Data excerpts
***
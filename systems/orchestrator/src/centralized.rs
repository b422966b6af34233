//! Centrally planned transformation: full paths per element, pass by pass.

use std::collections::HashSet;

use matter_core::{CellCoord, ElementId, ElementPath, MovementMode};
use matter_system_deadlock::{commit_move, recovery};
use matter_world::{query, GridWorld};
use tracing::{debug, trace};

use crate::Run;

pub(crate) fn run(run: &mut Run<'_>) {
    let max_passes = run.config.centralized.max_passes.max(1);
    for pass in 0..max_passes {
        if query::all_settled(run.world) {
            break;
        }
        run.report.ticks = pass + 1;
        let before = run.report.moves.len();
        let order = planning_order(run.world);
        match run.movement {
            MovementMode::Sequential => sequential_pass(run, &order),
            MovementMode::Parallel => parallel_pass(run, &order),
        }
        debug_assert!(run.world.check_invariants().is_ok());
        debug!(
            event = "pass_complete",
            pass,
            moves = run.report.moves.len() - before,
            success_rate = query::success_rate(run.world)
        );

        if run.report.moves.len() == before && !query::all_settled(run.world) && !escalate(run) {
            run.report.message = Some("no element can make progress".to_owned());
            break;
        }
    }
}

/// Unsettled elements ordered by row, then by distance to their target.
fn planning_order(world: &GridWorld) -> Vec<(ElementId, CellCoord)> {
    let mut order: Vec<(ElementId, CellCoord, CellCoord)> = world
        .elements()
        .filter(|element| element.is_unsettled())
        .filter_map(|element| element.target().map(|target| (element.id(), element.cell(), target)))
        .collect();
    order.sort_by_key(|(_, cell, target)| (cell.row(), cell.manhattan_distance(*target)));
    order.into_iter().map(|(id, _, target)| (id, target)).collect()
}

fn plan(run: &mut Run<'_>, element: ElementId, goal: CellCoord) -> Option<Vec<CellCoord>> {
    let outcome = run
        .planner
        .plan(run.world, element, goal, run.topology, &mut *run.rng);
    run.report.nodes_explored += outcome.nodes_expanded;
    let path = outcome.path?;
    run.report.paths.push(ElementPath {
        element,
        cells: path.clone(),
    });
    Some(path)
}

fn sequential_pass(run: &mut Run<'_>, order: &[(ElementId, CellCoord)]) {
    for &(element, goal) in order {
        let Some(path) = plan(run, element, goal) else {
            trace!(event = "no_path", element = element.get());
            continue;
        };
        for &next in path.iter().skip(1) {
            if commit_move(run.world, element, next, &mut run.report.moves) {
                continue;
            }
            debug!(event = "step_blocked", element = element.get(), to = %next);
            if let Some(intervention) =
                recovery::resolve_local(run.world, &mut *run.rng, &mut run.report.moves)
            {
                run.note(intervention);
            }
            break;
        }
    }
}

/// Plans every element against the same world, then advances all paths one
/// step per round with first-come reservations.
fn parallel_pass(run: &mut Run<'_>, order: &[(ElementId, CellCoord)]) {
    let schedules: Vec<(ElementId, CellCoord, Vec<CellCoord>)> = order
        .iter()
        .filter_map(|&(element, goal)| plan(run, element, goal).map(|path| (element, goal, path)))
        .collect();
    let rounds = schedules.iter().map(|(_, _, path)| path.len()).max().unwrap_or(0);

    for step in 1..rounds {
        let mut planned: Vec<(ElementId, CellCoord, CellCoord)> = schedules
            .iter()
            .filter(|(_, _, path)| step < path.len())
            .filter(|(element, _, path)| {
                run.world
                    .element(*element)
                    .is_some_and(|current| current.cell() == path[step - 1])
            })
            .map(|(element, goal, path)| (*element, path[step], *goal))
            .collect();
        if planned.is_empty() {
            continue;
        }
        planned.sort_by_key(|(_, next, goal)| next.manhattan_distance(*goal));

        let mut taken: HashSet<CellCoord> = HashSet::with_capacity(planned.len());
        for &(element, next, _) in &planned {
            if taken.contains(&next) {
                trace!(event = "reservation_conflict", element = element.get(), cell = %next);
                continue;
            }
            if commit_move(run.world, element, next, &mut run.report.moves) {
                let _ = taken.insert(next);
            }
        }

        if taken.len() * 2 < planned.len() {
            if let Some(intervention) =
                recovery::resolve_local(run.world, &mut *run.rng, &mut run.report.moves)
            {
                run.note(intervention);
            }
        }
        debug_assert!(run.world.check_invariants().is_ok());
    }
}

/// Swap, cycle break, then forced relocation. Returns whether any applied.
fn escalate(run: &mut Run<'_>) -> bool {
    let unsettled = query::unsettled(run.world);
    let intervention = recovery::try_target_swap(run.world, &unsettled)
        .or_else(|| recovery::break_cycles(run.world, run.topology, &mut run.report.moves))
        .or_else(|| {
            recovery::force_relocation(
                run.world,
                &unsettled,
                run.topology,
                &run.config.deadlock,
                &mut *run.rng,
                &mut run.report.moves,
            )
        });
    match intervention {
        Some(intervention) => {
            run.note(intervention);
            true
        }
        None => false,
    }
}
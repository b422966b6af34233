#![deny(
    unsafe_code,
    missing_docs,
    dead_code,
    unused_results,
    non_snake_case,
    unreachable_pub
)]

//! Target geometry for the shapes elements can form.
//!
//! Generators are pure: they see only the requested shape, the element count
//! and the grid dimensions. Callers treat the result as untrusted and filter
//! it against walls before use.

use std::collections::HashSet;

use matter_core::{CellCoord, ShapeKind};

/// Source of target cells for a shape.
pub trait ShapeGenerator {
    /// Produces up to `count` distinct cells forming `kind` on a
    /// `columns` x `rows` grid.
    ///
    /// Fewer cells are returned only when the grid cannot hold `count`.
    fn generate(&self, kind: ShapeKind, count: usize, columns: u32, rows: u32) -> Vec<CellCoord>;
}

/// Built-in square, circle, triangle and heart layouts centred on the grid.
#[derive(Clone, Copy, Debug, Default)]
pub struct StandardShapes;

/// Heart outline designed on a 10 x 10 canvas.
const HEART: [(i64, i64); 13] = [
    (2, 3),
    (2, 6),
    (3, 2),
    (3, 4),
    (3, 5),
    (3, 7),
    (4, 2),
    (4, 7),
    (5, 3),
    (5, 6),
    (6, 4),
    (6, 5),
    (7, 5),
];

const HEART_CANVAS: i64 = 10;

impl ShapeGenerator for StandardShapes {
    fn generate(&self, kind: ShapeKind, count: usize, columns: u32, rows: u32) -> Vec<CellCoord> {
        if count == 0 || columns == 0 || rows == 0 {
            return Vec::new();
        }
        let mut layout = Layout::new(columns, rows, count);
        match kind {
            ShapeKind::Square => square(&mut layout),
            ShapeKind::Circle => circle(&mut layout),
            ShapeKind::Triangle => triangle(&mut layout),
            ShapeKind::Heart => heart(&mut layout),
        }
        layout.fill_toward_centre();
        layout.cells
    }
}

/// Accumulates distinct in-bounds cells up to the requested count.
#[derive(Debug)]
struct Layout {
    columns: i64,
    rows: i64,
    count: usize,
    cells: Vec<CellCoord>,
    seen: HashSet<CellCoord>,
}

impl Layout {
    fn new(columns: u32, rows: u32, count: usize) -> Self {
        Self {
            columns: i64::from(columns),
            rows: i64::from(rows),
            count,
            cells: Vec::with_capacity(count),
            seen: HashSet::with_capacity(count),
        }
    }

    fn is_full(&self) -> bool {
        self.cells.len() >= self.count
    }

    fn push(&mut self, column: i64, row: i64) {
        if self.is_full() || column < 0 || row < 0 || column >= self.columns || row >= self.rows {
            return;
        }
        let (Ok(column), Ok(row)) = (u32::try_from(column), u32::try_from(row)) else {
            return;
        };
        let cell = CellCoord::new(column, row);
        if self.seen.insert(cell) {
            self.cells.push(cell);
        }
    }

    fn is_interior(&self, column: i64, row: i64) -> bool {
        column > 0 && row > 0 && column < self.columns - 1 && row < self.rows - 1
    }

    /// Tops the layout up with the free cells closest to the grid centre,
    /// interior cells first.
    fn fill_toward_centre(&mut self) {
        if self.is_full() {
            return;
        }
        let mut spare: Vec<(bool, i64, i64, i64)> = (0..self.rows)
            .flat_map(|row| (0..self.columns).map(move |column| (column, row)))
            .map(|(column, row)| {
                let dx = 2 * column - (self.columns - 1);
                let dy = 2 * row - (self.rows - 1);
                (!self.is_interior(column, row), dx * dx + dy * dy, row, column)
            })
            .collect();
        spare.sort_unstable();
        for (_, _, row, column) in spare {
            if self.is_full() {
                break;
            }
            self.push(column, row);
        }
    }
}

fn square(layout: &mut Layout) {
    let side = ceil_sqrt(layout.count);
    let start_column = (layout.columns - side).div_euclid(2);
    let start_row = (layout.rows - side).div_euclid(2);
    for row in start_row..start_row + side {
        for column in start_column..start_column + side {
            layout.push(column, row);
        }
    }
}

fn circle(layout: &mut Layout) {
    let radius = (layout.columns.min(layout.rows) / 3) as f64;
    let centre_column = (layout.columns / 2) as f64;
    let centre_row = (layout.rows / 2) as f64;
    let count = layout.count;
    for index in 0..count {
        let angle = std::f64::consts::TAU * index as f64 / count as f64;
        let column = (centre_column + radius * angle.cos()).trunc() as i64;
        let row = (centre_row + radius * angle.sin()).trunc() as i64;
        layout.push(column, row);
    }
}

fn triangle(layout: &mut Layout) {
    let count = i64::try_from(layout.count).unwrap_or(i64::MAX);
    let mut height = 1;
    while height * (height + 1) / 2 < count {
        height += 1;
    }
    let start_column = (layout.columns - height).div_euclid(2);
    let start_row = (layout.rows - height).div_euclid(2);
    for row in 0..height {
        for column in 0..=row {
            layout.push(start_column + column, start_row + row);
        }
    }
}

fn heart(layout: &mut Layout) {
    let offset_column = (layout.columns - HEART_CANVAS).div_euclid(2);
    let offset_row = (layout.rows - HEART_CANVAS).div_euclid(2);
    let outline: Vec<(i64, i64)> = HEART
        .iter()
        .map(|&(column, row)| (column + offset_column, row + offset_row))
        .collect();
    for &(column, row) in &outline {
        layout.push(column, row);
    }
    for &(column, row) in &outline {
        for (dx, dy) in [(1, 0), (-1, 0), (0, 1), (0, -1)] {
            if layout.is_interior(column + dx, row + dy) {
                layout.push(column + dx, row + dy);
            }
        }
    }
}

fn ceil_sqrt(value: usize) -> i64 {
    let value = i64::try_from(value).unwrap_or(i64::MAX);
    let mut side = 0;
    while side * side < value {
        side += 1;
    }
    side
}
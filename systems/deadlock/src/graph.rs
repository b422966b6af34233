//! Directed "who blocks whom" graph over unsettled elements.

use std::collections::{BTreeMap, BTreeSet};

use matter_core::{CellCoord, ElementId};
use matter_world::GridWorld;

/// Edge `a -> b` means `a` stands on `b`'s target or on the straight row or
/// column segment between `b` and its target.
#[derive(Clone, Debug, Default, PartialEq, Eq)]
pub struct BlockingGraph {
    edges: BTreeMap<ElementId, Vec<ElementId>>,
}

impl BlockingGraph {
    /// Builds the graph over every unsettled element of `world`.
    #[must_use]
    pub fn build(world: &GridWorld) -> Self {
        let active: Vec<(ElementId, CellCoord, CellCoord)> = world
            .elements()
            .filter(|element| element.is_unsettled())
            .filter_map(|element| {
                element
                    .target()
                    .map(|target| (element.id(), element.cell(), target))
            })
            .collect();

        let mut edges = BTreeMap::new();
        for &(id, cell, _) in &active {
            let blocked: Vec<ElementId> = active
                .iter()
                .filter(|&&(other, other_cell, other_target)| {
                    other != id && obstructs(cell, other_cell, other_target)
                })
                .map(|&(other, _, _)| other)
                .collect();
            let _ = edges.insert(id, blocked);
        }
        Self { edges }
    }

    /// Elements blocked by `element`.
    #[must_use]
    pub fn blocked_by(&self, element: ElementId) -> &[ElementId] {
        self.edges.get(&element).map(Vec::as_slice).unwrap_or(&[])
    }

    /// Cycles found by a depth-first walk in identifier order.
    ///
    /// Each cycle lists its members once, starting from the first member the
    /// walk reached.
    #[must_use]
    pub fn cycles(&self) -> Vec<Vec<ElementId>> {
        let mut walk = CycleWalk {
            graph: self,
            visited: BTreeSet::new(),
            on_stack: BTreeSet::new(),
            cycles: Vec::new(),
        };
        for &node in self.edges.keys() {
            if !walk.visited.contains(&node) {
                walk.visit(node, Vec::new());
            }
        }
        walk.cycles
    }
}

struct CycleWalk<'a> {
    graph: &'a BlockingGraph,
    visited: BTreeSet<ElementId>,
    on_stack: BTreeSet<ElementId>,
    cycles: Vec<Vec<ElementId>>,
}

impl CycleWalk<'_> {
    fn visit(&mut self, node: ElementId, mut path: Vec<ElementId>) {
        if self.on_stack.contains(&node) {
            if let Some(start) = path.iter().position(|member| *member == node) {
                let cycle = path[start..].to_vec();
                if cycle.len() > 1 {
                    self.cycles.push(cycle);
                }
            }
            return;
        }
        if !self.visited.insert(node) {
            return;
        }

        let _ = self.on_stack.insert(node);
        path.push(node);
        for &next in self.graph.blocked_by(node) {
            self.visit(next, path.clone());
        }
        let _ = self.on_stack.remove(&node);
    }
}

fn obstructs(cell: CellCoord, other: CellCoord, other_target: CellCoord) -> bool {
    if cell == other_target {
        return true;
    }
    let between = |value: u32, from: u32, to: u32| from.min(to) <= value && value <= from.max(to);
    (cell.column() == other.column() && between(cell.row(), other.row(), other_target.row()))
        || (cell.row() == other.row() && between(cell.column(), other.column(), other_target.column()))
}
//! Outcome table for an interfering agent's reply.
//!
//! Both searches read the same table: Expectimax weighs the outcomes by
//! probability while Minimax only enumerates their cells.

use matter_core::{CellCoord, GridView, Topology};

/// Branches below this probability are left out of expected values.
pub const MIN_BRANCH_PROBABILITY: f64 = 0.01;

const MOVE_WEIGHT: f64 = 1.0;
const STAY_WEIGHT: f64 = 1.5;
const STAY_WEIGHT_IN_ESCAPE_ZONE: f64 = 3.0;

/// One possible reply of an interfering agent.
#[derive(Clone, Copy, Debug, PartialEq)]
pub struct ChanceOutcome {
    /// Cell the agent ends up in; equal to its current cell when it stays.
    pub cell: CellCoord,
    /// Normalised probability of this reply.
    pub probability: f64,
}

/// Replies available to an agent at `current`, staying in place first.
///
/// Staying is weighted 1.5 (3.0 inside the escape zone) and each legal step
/// 1.0 before normalisation.
#[must_use]
pub fn chance_outcomes<V: GridView + ?Sized>(
    view: &V,
    current: CellCoord,
    topology: Topology,
    in_escape_zone: bool,
) -> Vec<ChanceOutcome> {
    let stay = if in_escape_zone {
        STAY_WEIGHT_IN_ESCAPE_ZONE
    } else {
        STAY_WEIGHT
    };
    let mut weights = vec![(current, stay)];
    weights.extend(
        view.free_neighbors(current, topology)
            .into_iter()
            .map(|cell| (cell, MOVE_WEIGHT)),
    );
    normalise(&weights)
}

/// Converts raw weights into probabilities that sum to one.
///
/// Non-positive totals yield an empty table.
#[must_use]
pub fn normalise(weights: &[(CellCoord, f64)]) -> Vec<ChanceOutcome> {
    let total: f64 = weights.iter().map(|&(_, weight)| weight.max(0.0)).sum();
    if total <= 0.0 {
        return Vec::new();
    }
    weights
        .iter()
        .map(|&(cell, weight)| ChanceOutcome {
            cell,
            probability: weight.max(0.0) / total,
        })
        .collect()
}
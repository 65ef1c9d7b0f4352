use serde::{Deserialize, Deserializer, Serialize};
use serde_json::{json, Map, Value};

use crate::error::DispatchError;

/// One sub-request of a `/batch` call.
#[derive(Debug, Clone, PartialEq, Serialize, Deserialize)]
pub struct BatchItem {
    pub method: String,
    pub path: String,
    #[serde(default = "empty_object", deserialize_with = "object_or_empty")]
    pub body: Value,
}

impl BatchItem {
    pub fn new(method: impl Into<String>, path: impl Into<String>, body: Value) -> Self {
        Self {
            method: method.into(),
            path: path.into(),
            body,
        }
    }
}

/// Decoded `/batch` body.
#[derive(Debug, Clone, PartialEq, Serialize, Deserialize)]
pub struct BatchRequest {
    pub requests: Vec<BatchItem>,
    /// Only a literal `true` opens a transactional session.
    #[serde(default, deserialize_with = "literal_true")]
    pub transaction: bool,
}

impl BatchRequest {
    pub fn new(requests: Vec<BatchItem>) -> Self {
        Self {
            requests,
            transaction: false,
        }
    }

    pub fn transactional(requests: Vec<BatchItem>) -> Self {
        Self {
            requests,
            transaction: true,
        }
    }
}

#[derive(Debug, Clone, PartialEq, Eq, Serialize, Deserialize)]
pub struct BatchItemError {
    pub code: i32,
    pub message: String,
}

impl From<&DispatchError> for BatchItemError {
    fn from(err: &DispatchError) -> Self {
        Self {
            code: err.code(),
            message: err.to_string(),
        }
    }
}

/// Result of one sub-request, serialized as `{"success": ..}` or
/// `{"error": {"code": .., "message": ..}}`.
#[derive(Debug, Clone, PartialEq, Serialize, Deserialize)]
#[serde(rename_all = "snake_case")]
pub enum BatchOutcome {
    Success(Value),
    Error(BatchItemError),
}

impl BatchOutcome {
    pub fn is_error(&self) -> bool {
        matches!(self, BatchOutcome::Error(_))
    }

    pub fn success(&self) -> Option<&Value> {
        match self {
            BatchOutcome::Success(v) => Some(v),
            BatchOutcome::Error(_) => None,
        }
    }

    pub fn error(&self) -> Option<&BatchItemError> {
        match self {
            BatchOutcome::Error(e) => Some(e),
            BatchOutcome::Success(_) => None,
        }
    }

    /// Same shape as the serde encoding, without the fallible round trip.
    pub fn into_value(self) -> Value {
        match self {
            BatchOutcome::Success(v) => json!({ "success": v }),
            BatchOutcome::Error(e) => json!({ "error": { "code": e.code, "message": e.message } }),
        }
    }
}

impl From<Result<Value, DispatchError>> for BatchOutcome {
    fn from(res: Result<Value, DispatchError>) -> Self {
        match res {
            Ok(v) => BatchOutcome::Success(v),
            Err(e) => BatchOutcome::Error(BatchItemError::from(&e)),
        }
    }
}

fn empty_object() -> Value {
    Value::Object(Map::new())
}

fn object_or_empty<'de, D>(deserializer: D) -> Result<Value, D::Error>
where
    D: Deserializer<'de>,
{
    Ok(match Value::deserialize(deserializer)? {
        Value::Null => empty_object(),
        v => v,
    })
}

fn literal_true<'de, D>(deserializer: D) -> Result<bool, D::Error>
where
    D: Deserializer<'de>,
{
    Ok(matches!(Value::deserialize(deserializer)?, Value::Bool(true)))
}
***
Lines from the beginning of the data above through the line containing "use crate::Run;" are to be returned exactly, and no others.

filename systems/orchestrator/src/centralized.rs
repository b422966b6af34233
//! Centrally planned transformation: full paths per element, pass by pass.

use std::collections::HashSet;

use matter_core::{CellCoord, ElementId, ElementPath, MovementMode};
use matter_system_deadlock::{commit_move, recovery};
use matter_world::{query, GridWorld};
use tracing::{debug, trace};

use crate::Run;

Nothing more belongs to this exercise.